Systems monitoring can be used to detect and fix problems, identify the source
of problems, predict and avoid future problems, and provide data on SAs’
achievements. The two primary ways to monitor systems are to (1) gather
historical data related to availability and usage and (2) perform real-time
monitoring to ensure that SAs are notified of failures.
Historical monitoring is used for recording long-term uptime, usage, and
performance statistics. This has two components: collecting the data and
viewing the data. The results of historical monitoring are conclusions: “The
web service was up 99.99 percent of the time last year, up from the previous
year’s 99.9 percent statistic.” Utilization data is used for capacity planning.
For example, you might view a graph of bandwidth utilization gathered for
the past year for an Internet connection. The graph might visually depict a
growth rate indicating that the pipe will be full in 4 months. Cricket and Orca
are commonly used historical monitoring tools.
Real-time monitoring alerts the SA team of a failure as soon as it happens
and has two components: a monitoring component that notices failures and
an alerting component that alerts someone to the failure. There is no point in
a system’s knowing that something has gone down unless it alerts someone
to the problem. The goal is for the SA team to notice outages before customers
do. This results in shorter outages and problems being fixed before
customers notice, along with building the team’s reputation for maintaining
high-quality service. Nagios and Big Brother are commonly used real-time
monitoring systems.
Typically, the two types of monitoring are performed by different systems.
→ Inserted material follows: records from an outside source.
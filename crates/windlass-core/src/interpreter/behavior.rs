//! Delegate handler registry: user-supplied business logic behind task
//! activities.
//!
//! Handlers are registered under string keys and resolved when a task
//! activity executes; an unregistered key is an explicit error, never a
//! runtime lookup of external code.

use std::collections::HashMap;
use std::sync::Arc;

use futures_util::future::BoxFuture;
use thiserror::Error;

use windlass_types::entity::ExecutionEntity;

use crate::command::context::CommandContext;
use crate::error::EngineError;
use crate::storage::StorageBackend;

/// A business error raised by a delegate. The interpreter routes it to the
/// activity's error boundary when one is declared, otherwise the whole unit
/// of work rolls back.
#[derive(Debug, Error)]
#[error("{0}")]
pub struct DelegateError(pub String);

impl From<String> for DelegateError {
    fn from(message: String) -> Self {
        DelegateError(message)
    }
}

impl From<&str> for DelegateError {
    fn from(message: &str) -> Self {
        DelegateError(message.to_string())
    }
}

/// User-supplied behavior invoked when a task activity executes.
///
/// Implementations must confine their side effects to the context: the
/// pipeline re-runs the whole unit of work after an optimistic-lock
/// conflict, so anything written outside the context would be replayed.
pub trait DelegateHandler<S: StorageBackend>: Send + Sync {
    fn invoke<'a>(
        &'a self,
        execution: &'a ExecutionEntity,
        ctx: &'a mut CommandContext<S>,
    ) -> BoxFuture<'a, Result<(), DelegateError>>;
}

/// String key -> handler table, resolved at engine build time.
pub struct DelegateRegistry<S: StorageBackend> {
    handlers: HashMap<String, Arc<dyn DelegateHandler<S>>>,
}

impl<S: StorageBackend> Default for DelegateRegistry<S> {
    fn default() -> Self {
        Self {
            handlers: HashMap::new(),
        }
    }
}

impl<S: StorageBackend> DelegateRegistry<S> {
    pub fn new() -> Self {
        Self::default()
    }

    pub fn register(&mut self, key: impl Into<String>, handler: Arc<dyn DelegateHandler<S>>) {
        self.handlers.insert(key.into(), handler);
    }

    pub fn resolve(&self, key: &str) -> Result<Arc<dyn DelegateHandler<S>>, EngineError> {
        self.handlers
            .get(key)
            .cloned()
            .ok_or_else(|| EngineError::UnknownHandler(key.to_string()))
    }

    pub fn keys(&self) -> Vec<&str> {
        self.handlers.keys().map(String::as_str).collect()
    }
}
The tasks involved in each type of monitoring are very different. After reading
this chapter, you should have a good idea of how they differ and know what
to look for in the software that you choose for each task.
But first, a few words of warning. Monitoring uses network bandwidth,
so make sure that it doesn’t use too much. Monitoring uses CPU and memory
resources, so you don’t want your monitoring to make your service worse.
Security is important for monitoring systems.